(Source data)
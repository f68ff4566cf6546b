use async_trait::async_trait;
use reqwest::{Client, Url};
use serde::de::DeserializeOwned;
use tokio::time::sleep;

use crate::{
    error::{Error, Result},
    spotify::{
        WebApi,
        limiter::Limiter,
        retry::{self, RetryPolicy},
    },
    types::{
        AudioFeatures, CategoryPlaylistsResponse, Page, PlaylistItem, PlaylistTrackItem,
        SeveralAudioFeaturesResponse, SeveralTracksResponse, Track,
    },
    warning,
};

/// Largest page the browse and playlist listing endpoints accept.
const PAGE_LIMIT: usize = 50;

/// Largest page the playlist tracks endpoint accepts.
const TRACKS_PAGE_LIMIT: usize = 100;

/// Authenticated client for the Spotify Web API.
///
/// Every request waits on the shared [`Limiter`] before it is sent and is
/// retried according to the [`RetryPolicy`] on transient failures.
#[derive(Clone)]
pub struct SpotifyClient {
    http: Client,
    api_url: String,
    token: String,
    limiter: Limiter,
    retry: RetryPolicy,
}

impl SpotifyClient {
    pub fn new(api_url: impl Into<String>, token: impl Into<String>) -> Self {
        Self {
            http: Client::new(),
            api_url: api_url.into().trim_end_matches('/').to_string(),
            token: token.into(),
            limiter: Limiter::default(),
            retry: RetryPolicy::default(),
        }
    }

    pub fn with_limiter(mut self, limiter: Limiter) -> Self {
        self.limiter = limiter;
        self
    }

    pub fn with_retry(mut self, retry: RetryPolicy) -> Self {
        self.retry = retry;
        self
    }

    fn endpoint(&self, path: &str, params: &[(&str, String)]) -> Result<Url> {
        let raw = format!("{}/{}", self.api_url, path.trim_start_matches('/'));
        Url::parse_with_params(&raw, params)
            .map_err(|e| Error::InvalidConfig(format!("invalid API url {}: {}", raw, e)))
    }

    /// Sends an authenticated GET and decodes the JSON body.
    ///
    /// Retries 429, 500, 502, 503 and 504 responses as well as connect and
    /// timeout failures while the retry policy allows it. Any other non-2xx
    /// status becomes [`Error::Http`].
    async fn get_json<T: DeserializeOwned + Send>(&self, url: &Url) -> Result<T> {
        let mut attempt = 0;

        loop {
            self.limiter.acquire().await;
            let response = self
                .http
                .get(url.clone())
                .bearer_auth(&self.token)
                .send()
                .await;

            let response = match response {
                Ok(resp) => resp,
                Err(err) if err.is_connect() || err.is_timeout() => {
                    match self.retry.delay_for_transport(attempt) {
                        Some(delay) => {
                            warning!(
                                "Request to {} failed ({}), retrying in {} ms",
                                url.path(),
                                err,
                                delay.as_millis()
                            );
                            sleep(delay).await;
                            attempt += 1;
                            continue;
                        }
                        None => return Err(err.into()),
                    }
                }
                Err(err) => return Err(err.into()),
            };

            let status = response.status();
            if status.is_success() {
                return Ok(response.json::<T>().await?);
            }

            let retry_after = retry::retry_after(response.headers());
            match self.retry.delay_for(status, retry_after, attempt) {
                Some(delay) => {
                    warning!(
                        "{} answered {}, retrying in {} ms",
                        url.path(),
                        status,
                        delay.as_millis()
                    );
                    sleep(delay).await;
                    attempt += 1;
                }
                None => {
                    if let Some(wait) = retry_after.filter(|w| *w > self.retry.max_retry_after) {
                        warning!(
                            "Retry-After has reached an abnormal high of {} seconds, giving up.",
                            wait.as_secs()
                        );
                    }
                    let body = response.text().await.unwrap_or_default();
                    return Err(Error::Http {
                        status: status.as_u16(),
                        body,
                    });
                }
            }
        }
    }

    /// Follows `next` links starting at `first`, collecting at most
    /// `max_items` entries (all entries when `None`).
    async fn collect_pages<R, T, F>(
        &self,
        first: Url,
        max_items: Option<usize>,
        page_of: F,
    ) -> Result<Vec<Option<T>>>
    where
        R: DeserializeOwned + Send,
        T: Send,
        F: Fn(R) -> Page<T> + Send + Sync,
    {
        let mut items = Vec::new();
        let mut next = Some(first);

        while let Some(url) = next.take() {
            let page = page_of(self.get_json::<R>(&url).await?);
            items.extend(page.items);

            if max_items.is_some_and(|max| items.len() >= max) {
                break;
            }

            next = match page.next.as_deref().map(Url::parse) {
                Some(Ok(link)) => (link != url).then_some(link),
                Some(Err(e)) => {
                    warning!("Ignoring malformed next link after {}: {}", url.path(), e);
                    None
                }
                None => None,
            };
        }

        if let Some(max) = max_items {
            items.truncate(max);
        }
        Ok(items)
    }
}

#[async_trait]
impl WebApi for SpotifyClient {
    async fn category_playlists(
        &self,
        category_id: &str,
        country: &str,
        limit: usize,
    ) -> Result<Vec<Option<PlaylistItem>>> {
        let url = self.endpoint(
            &format!("browse/categories/{}/playlists", category_id),
            &[
                ("country", country.to_string()),
                ("limit", limit.clamp(1, PAGE_LIMIT).to_string()),
            ],
        )?;

        self.collect_pages(url, Some(limit), |r: CategoryPlaylistsResponse| {
            r.playlists
        })
        .await
    }

    async fn user_playlists(&self) -> Result<Vec<Option<PlaylistItem>>> {
        let url = self.endpoint("me/playlists", &[("limit", PAGE_LIMIT.to_string())])?;
        self.collect_pages(url, None, |p: Page<PlaylistItem>| p).await
    }

    async fn playlist_track_ids(
        &self,
        playlist_id: &str,
        market: Option<&str>,
    ) -> Result<Vec<Option<String>>> {
        let mut params = vec![
            ("fields", "items(track(id)),next,total".to_string()),
            ("limit", TRACKS_PAGE_LIMIT.to_string()),
        ];
        if let Some(market) = market {
            params.push(("market", market.to_string()));
        }
        let url = self.endpoint(&format!("playlists/{}/tracks", playlist_id), &params)?;

        let items = self
            .collect_pages(url, None, |p: Page<PlaylistTrackItem>| p)
            .await?;

        Ok(items
            .into_iter()
            .map(|item| item.and_then(|i| i.track).and_then(|t| t.id))
            .collect())
    }

    async fn several_tracks(&self, ids: &[String]) -> Result<Vec<Option<Track>>> {
        let url = self.endpoint("tracks", &[("ids", ids.join(","))])?;
        let response = self.get_json::<SeveralTracksResponse>(&url).await?;
        Ok(response.tracks)
    }

    async fn several_audio_features(&self, ids: &[String]) -> Result<Vec<Option<AudioFeatures>>> {
        let url = self.endpoint("audio-features", &[("ids", ids.join(","))])?;
        let response = self.get_json::<SeveralAudioFeaturesResponse>(&url).await?;
        Ok(response.audio_features)
    }
}
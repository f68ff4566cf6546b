//! Build script for songset.
//!
//! Copies the `.env.example` template into the local data directory, next to
//! the `.env` file the binary reads at start-up.

use std::{env, fs, path::PathBuf};

/// Copies `.env.example` from the crate root to `<data_local_dir>/songset/`.
///
/// - Linux: `~/.local/share/songset/.env.example`
/// - macOS: `~/Library/Application Support/songset/.env.example`
/// - Windows: `%LOCALAPPDATA%/songset/.env.example`
///
/// A missing template only emits a cargo warning. Directory or write
/// failures fail the build.
fn main() -> Result<(), Box<dyn std::error::Error>> {
    println!("cargo:rerun-if-changed=.env.example");

    let manifest_dir = PathBuf::from(env::var("CARGO_MANIFEST_DIR")?);
    let env_example_path = manifest_dir.join(".env.example");

    let mut out_dir = dirs::data_local_dir().unwrap_or_else(|| PathBuf::from("."));
    out_dir.push("songset");
    fs::create_dir_all(&out_dir)?;

    if env_example_path.is_file() {
        let contents = fs::read_to_string(&env_example_path)?;
        fs::write(out_dir.join(".env.example"), contents)?;
    } else {
        println!(
            "cargo:warning=.env.example not found at {}",
            env_example_path.display()
        );
    }

    Ok(())
}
(End Source data)
Determine how many lines of the listing hold the word "println" and reply with that figure alone.

2